Frauen beim Fönen, Schminken, Ankleiden und ein Mann beim Putzen
Daisuke Akita
In der Kulturtechnik Putzen laufen viele Themen zusammen. Fragen von Klasse, Geschlecht und Identität zeigen sich darin.

In diesem einen Gespräch über das Putzen war „alles drinnen“, sagt Hablesreiter, „die Kapitalismuskritik, die Nachhaltigkeitsdebatte, ihre Rolle als Frau und als entwertete Arbeiterin. Das Alltägliche ist das eigentlich Politische. Die wahren politischen Probleme bilden sich im Haushalt ab, das Patriarchat, der Zusammenhang mit Hierarchien, Migration, all das.“

Cover des Buches „Putzen- Eine Kulturtechnik“ von Sonja Stummerer und Martin Hablesreiter
Verlag Böhlau
Sonja Stummerer, Martin Hablesreiter: Putzen. Eine Kulturtechnik. Böhlau, 214 Seiten, 36 Euro.

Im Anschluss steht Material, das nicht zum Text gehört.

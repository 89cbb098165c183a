//! Host election as a pure function of live neighbour state.
//!
//! # Rule
//!
//! ```text
//! candidates = {self} ∪ {neighbour ids} ∪ {hosts asserted by usable claims}
//! host       = max(candidates)
//! ```
//!
//! With no live neighbour the node is `Unassigned`. If the maximum is this
//! node it becomes `Host`; otherwise it is `Client(max)`.
//!
//! # Usable Claims
//!
//! A neighbour's claim only extends the candidate set when:
//!
//! 1. its path is shorter than the configured maximum, and
//! 2. it was not derived from this node's own route (split horizon).
//!
//! The first bounds how long a vanished host can keep circulating around a
//! loop: every lap lengthens the path by one step until the claim is dropped.
//! The second stops the immediate two-node echo.
//!
//! # Upstream
//!
//! A client also picks the neighbour it hangs off: among neighbours offering
//! the winning host, the shortest claimed path wins, ties to the lowest side.
//! The node's own path is that path plus the local side it arrived on.

use cubemesh_topology::{NodeId, Path, PathKnowledge};

use crate::claim::{HostClaim, Route};
use crate::role::Role;

/// Live state of one connected neighbour.
#[derive(Debug, Clone, PartialEq, Eq)]
pub struct NeighborView {
    /// Local side the neighbour is attached to
    pub side: u8,
    /// Neighbour identity
    pub id: NodeId,
    /// Latest claim from the neighbour's heartbeat, if it carried one
    pub claim: Option<HostClaim>,
}

impl NeighborView {
    /// A neighbour that has not asserted a host.
    pub fn bare(side: u8, id: NodeId) -> Self {
        Self { side, id, claim: None }
    }

    /// A neighbour asserting a claim.
    pub fn claiming(side: u8, id: NodeId, claim: HostClaim) -> Self {
        Self {
            side,
            id,
            claim: Some(claim),
        }
    }
}

/// What the local node contributes to its own election.
#[derive(Debug, Clone, PartialEq, Eq)]
pub struct LocalView {
    /// This node's identity
    pub id: NodeId,
    /// Last route this node asserted as a client
    pub route: Option<Route>,
}

impl LocalView {
    /// A node that has never followed a host.
    pub fn fresh(id: NodeId) -> Self {
        Self { id, route: None }
    }
}

/// The neighbour a client derives its path through.
#[derive(Debug, Clone, PartialEq, Eq)]
pub struct Upstream {
    /// Local side the upstream neighbour is on
    pub side: u8,
    /// Upstream neighbour identity
    pub via: NodeId,
    /// This node's derived path from the host
    pub path: Path,
}

/// Result of one election.
#[derive(Debug, Clone, PartialEq, Eq)]
pub struct Outcome {
    /// Role to adopt
    pub role: Role,
    /// Upstream choice, for clients whose path can be derived
    pub upstream: Option<Upstream>,
}

impl Outcome {
    /// Path knowledge this outcome gives the local node.
    pub fn path(&self) -> PathKnowledge {
        match (&self.role, &self.upstream) {
            (Role::Host, _) => PathKnowledge::IsHost,
            (Role::Client(_), Some(up)) => PathKnowledge::Known(up.path.clone()),
            _ => PathKnowledge::Unknown,
        }
    }

    /// Host identity for this outcome.
    pub fn host_id(&self, self_id: NodeId) -> Option<NodeId> {
        self.role.host_id(self_id)
    }
}

/// Election parameters.
#[derive(Debug, Clone, Copy, PartialEq, Eq)]
pub struct ElectionRules {
    /// Claims with paths at least this long are ignored
    pub max_path_len: usize,
}

impl ElectionRules {
    /// Default bound on accepted path length.
    pub const DEFAULT_MAX_PATH_LEN: usize = 32;
}

impl Default for ElectionRules {
    fn default() -> Self {
        Self {
            max_path_len: Self::DEFAULT_MAX_PATH_LEN,
        }
    }
}

/// Decide this node's role from its live neighbours.
///
/// Idempotent and free of side effects; safe to call redundantly.
pub fn elect(local: &LocalView, neighbors: &[NeighborView], rules: ElectionRules) -> Outcome {
    if neighbors.is_empty() {
        return Outcome {
            role: Role::Unassigned,
            upstream: None,
        };
    }

    let usable = |claim: &HostClaim| -> bool {
        claim.path.len() < rules.max_path_len
            && !local.route.as_ref().is_some_and(|route| route.is_source_of(claim))
    };

    let winner = neighbors
        .iter()
        .flat_map(|n| {
            let asserted = n.claim.as_ref().filter(|&c| usable(c)).map(|c| c.host);
            std::iter::once(n.id).chain(asserted)
        })
        .fold(local.id, NodeId::max);

    if winner == local.id {
        return Outcome {
            role: Role::Host,
            upstream: None,
        };
    }

    let upstream = neighbors
        .iter()
        .filter_map(|n| {
            let claim = n.claim.as_ref()?;
            let offers_winner = claim.host == winner && usable(claim) && claim.is_consistent_for(n.id);
            offers_winner.then_some((n, &claim.path))
        })
        .min_by_key(|(n, path)| (path.len(), n.side))
        .and_then(|(n, path)| {
            path.extended(n.side).ok().map(|derived| Upstream {
                side: n.side,
                via: n.id,
                path: derived,
            })
        });

    Outcome {
        role: Role::Client(winner),
        upstream,
    }
}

Mit dem Wischmopp Leben retten

Saubermachen ist eine anstrengende Arbeit, die Kompetenz erfordert und ein leidiges Streitthema in Wohngemeinschaften, von der traditionellen Kernfamilie bis zur Studentenwohngemeinschaft – Schlagwort „Mental Load“ – mitsamt tausendfach gehörten Ausreden wie „Du hättest ja nur sagen müssen, dass du Hilfe brauchst“ oder „Mich stört der Dreck ja nicht“. Putzen ist Sorgearbeit und zugleich enorm intim: Das persönliche Sauberkeitsbedürfnis ist unterschiedlich, den Dreck anderer Leute zu benennen wird als Übergriff empfunden.

Putzen ist eine soziale Tätigkeit und Hygiene vielfach sogar lebensnotwendig, wie Hablesreiter mit einem Beispiel illustriert: „Wenn man am Operationstisch steht und einem Menschen das Leben rettet, ist das gesellschaftlich hoch angesehen – und das ist auch gut so. Aber wer danach eine beinahe ebenso wichtige, lebenserhaltende Tätigkeit in demselben Operationssaal verrichtet, nämlich ihn putzt, und dadurch das Leben des nächsten Patienten gewährleistet, gilt als wertlos.“

Habelsreiter: „Brutal gesagt: Das ist meistens eine Frau mit Migrationshintergrund, deren Namen niemand kennt und die ganz unten in der Hierarchie des Krankenhauses steht, obwohl sie auch dafür sorgt, dass das Krankenhaus ein Ort der Gesundheit ist.“

Der Pandemie entgegenputzen

Dass Hygiene in Coronavirus-Zeiten besonders wichtig ist, ist ein Mitgrund, weshalb dieses Buch genau jetzt erscheint. Doch nicht nur das Virus wird von Sauberkeit in Schach gehalten: Putzen und Aufräumen kann auch eine wichtige psychohygienische Aufgabe erfüllen. Saubermachen als Weltsortieren, als Chance, in einer unübersichtlichen, verwirrenden Wirklichkeit zumindest im eigenen Wirkungsbereich den Überblick zu behalten, kann helfen.

Ein Kreis aus lauter Putzutensilien
Ulrike Köb
Das Künstlerduo Honey & Bunny entdeckt den ästhetischen Wert von Putzmitteln – hier als Farbkreis

„Es gibt ja auch Kulturen, die das rituell einsetzen und wo das als wichtiger Prozess verstanden wird, der auch psychische Wirkung erzielt“, so Hablesreiter. Die Wirkung der eigenen Hände Arbeit zu sehen, das kann beruhigen: Zumindest der Dreck im Sichtfeld ist einzudämmen, wenn schon die Welt da draußen in Aufruhr ist.